1493: Uncovering the New World Columbus Created
1493: Uncovering the New World Columbus Created, by Charles C. Mann
Few could disagree that the speed and breadth of the coronavirus pandemic in 2020 is enabled by global economies and international travel. With economies suffering—and our own wallets—it’s easy to imagine the problems we face are new: globalization has gone too far and runs amuck, the pandemic as an expression of mother nature “fighting back” and “restoring balance.” Many find the situation so unbelievable, they turn to conspiracy theories for comfort and clarity, and a sense of belonging.
Better, instead, to turn to Mann’s 1493. It is a rollercoaster recounting of the impact of what is now called the Columbian Exchange: globalization version 1.0, the worldwide network of economic, cultural, environmental, and epidemiological exchange, which ranges from Portugal and Spain through Peru and the east coast of the states through to the Philippines, China, and South Asia.

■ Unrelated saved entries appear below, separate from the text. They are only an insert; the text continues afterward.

//! Database layer with `SeaORM` entities and repositories.
//!
//! This crate provides:
//! - `SeaORM` entity definitions
//! - The diary entry repository
//! - Database migrations

pub mod entities;
pub mod migration;
pub mod repositories;

pub use repositories::SeaEntryRepository;

use std::time::Duration;

use diary_shared::config::DatabaseConfig;
use sea_orm::{ConnectOptions, Database, DatabaseConnection, DbErr};

/// Establishes a pooled connection to the database.
///
/// The configured URL may be either a `postgres://` URL or a
/// `Key=Value;` connection string.
///
/// # Errors
///
/// Returns an error if the connection string is malformed or the
/// connection cannot be established.
pub async fn connect(config: &DatabaseConfig) -> Result<DatabaseConnection, DbErr> {
    let url = config
        .connection_url()
        .map_err(|e| DbErr::Custom(format!("invalid database connection string: {e}")))?;

    let mut options = ConnectOptions::new(url);
    options
        .max_connections(config.max_connections)
        .min_connections(config.min_connections)
        .connect_timeout(Duration::from_secs(10))
        .sqlx_logging(false);

    Database::connect(options).await
}
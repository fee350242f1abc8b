//! Mapping of application errors to HTTP responses.

use axum::{
    Json,
    http::StatusCode,
    response::{IntoResponse, Response},
};
use serde_json::json;
use tracing::{error, warn};

use diary_core::entry::EntryError;
use diary_shared::AppError;

/// Error returned by handlers.
///
/// Storage rejections are passed through as plain text with the storage
/// service's own status. Everything else is JSON
/// `{"error": <code>, "message": <text>}`, with database and internal
/// details logged instead of returned.
#[derive(Debug)]
pub struct ApiError(pub AppError);

impl From<AppError> for ApiError {
    fn from(err: AppError) -> Self {
        Self(err)
    }
}

impl From<EntryError> for ApiError {
    fn from(err: EntryError) -> Self {
        Self(err.into())
    }
}

impl IntoResponse for ApiError {
    fn into_response(self) -> Response {
        let status =
            StatusCode::from_u16(self.0.status_code()).unwrap_or(StatusCode::INTERNAL_SERVER_ERROR);
        let code = self.0.error_code().to_ascii_lowercase();

        match self.0 {
            AppError::Upstream { status: upstream, body } => {
                warn!(status = upstream, body = %body, "Storage service rejected request");
                (status, body).into_response()
            }
            err if err.is_internal() => {
                error!(error = %err, "Request failed");
                (
                    status,
                    Json(json!({ "error": code, "message": "An error occurred" })),
                )
                    .into_response()
            }
            AppError::ExternalService(message) => {
                error!(error = %message, "External service failed");
                (
                    status,
                    Json(json!({ "error": code, "message": "Storage operation failed" })),
                )
                    .into_response()
            }
            err => (status, Json(json!({ "error": code, "message": err.to_string() }))).into_response(),
        }
    }
}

You’ll be enthralled at the impact of the Peruvian potato, which saves millions in Europe from starvation towards the end of the little ice age, and inspires ecological and geological collapse in China, as vast territories are leveled for sweet potato crops, even as monoculture planting (not a thing in Peru) causes blight to spread across Europe. You’ll be immersed in the first great cities of the world, from the 1200s to 1500s, across China, its gateway, Manila; Mexico City, and Peru, largely the source of silver China desperately needed and which eventually collapses the Spanish crown due to oversupply. And all along, the unintended consequences — earthworms brought from England to the states, yellow fever and malaria from Africa to the Americas, and smallpox to native populations everywhere.

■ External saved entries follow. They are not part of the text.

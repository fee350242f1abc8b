//! `SeaORM` entity definitions.

pub mod diary_entries;
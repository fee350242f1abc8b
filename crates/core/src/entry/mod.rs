//! Diary entries: domain types, validation, and the service that
//! coordinates the entry store with image storage.
//!
//! Every operation takes the caller's identity explicitly. An absent
//! identity owns nothing, and entries owned by someone else are reported
//! as not found so their existence never leaks.

mod error;
mod service;
mod types;


pub use error::EntryError;
pub use service::{DiaryService, EntryRepository};
pub use types::{
    CATEGORY_MAX_LEN, DiaryEntry, EntryChanges, EntryForm, FieldErrors, NewEntry, TITLE_MAX_LEN,
};
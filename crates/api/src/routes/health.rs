//! Health check endpoints.

use axum::{Json, Router, routing::get};
use serde::Serialize;

use crate::AppState;

/// Health check response.
#[derive(Serialize)]
pub struct HealthResponse {
    /// Service status.
    pub status: &'static str,
    /// Service version.
    pub version: &'static str,
}

/// Health check handler.
async fn health_check() -> Json<HealthResponse> {
    Json(HealthResponse {
        status: "healthy",
        version: env!("CARGO_PKG_VERSION"),
    })
}

/// Creates health check routes.
pub fn routes() -> Router<AppState> {
    Router::new().route("/health", get(health_check))
}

And, the human stories — or, more typically, the inhuman stories, of African slavery driven by malarial resistant labor in the states to supply Europe with tobacco and sugar, a taste fairly newly acquired from the Silk Road; of ongoing wars inspired by power, greed, and religions, of the complex delineation of races and classes created by the Spanish in Mexico, as native populations, the Spanish, Africans, and Asians mixed together.
It’s the kind of book that lays bare this fact: globalization is not new. A retreat to our own backyard garden is in fact a celebration of this, with eggplants from South Asia, carrots from Europe, bell peppers, and corn from Mesoamerica. We are, already, thoroughly interdependent, enmeshed, and global, and we have been for nearly 800 years. Given that — and given our sorry histories — we can start to ask: how should we act, in ways beneficial to our ecologies, our economics, and ourselves as both regional and global citizens? Again, Mann points towards interesting case studies: in the Amazon, sorting out land ownership and economies built on healthy and diverse ecologies of plants from around the world. In Manila, with regional farmers growing a diversity of rice and crops from every corner of the earth.
On the whole, a fun and fascinating read. Highly recommended.